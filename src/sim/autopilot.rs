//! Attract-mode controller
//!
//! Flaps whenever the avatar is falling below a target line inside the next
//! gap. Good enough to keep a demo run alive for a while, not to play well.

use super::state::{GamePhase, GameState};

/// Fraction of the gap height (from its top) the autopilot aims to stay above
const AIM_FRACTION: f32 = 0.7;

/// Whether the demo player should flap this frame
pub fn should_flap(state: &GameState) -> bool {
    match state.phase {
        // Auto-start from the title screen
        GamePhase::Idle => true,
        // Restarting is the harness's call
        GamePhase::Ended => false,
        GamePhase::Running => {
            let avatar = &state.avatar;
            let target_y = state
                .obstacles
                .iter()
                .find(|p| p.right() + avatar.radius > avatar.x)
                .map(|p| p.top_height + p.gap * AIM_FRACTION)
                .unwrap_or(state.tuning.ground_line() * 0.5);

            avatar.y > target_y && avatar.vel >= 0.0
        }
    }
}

# # #

- TASK OBJECTIVE: From the data above, copy each line where the string "GamePhase" appears.

- PROBLEM SOLUTION:
use super::state::{GamePhase, GameState};
        GamePhase::Idle => true,
        GamePhase::Ended => false,
        GamePhase::Running => {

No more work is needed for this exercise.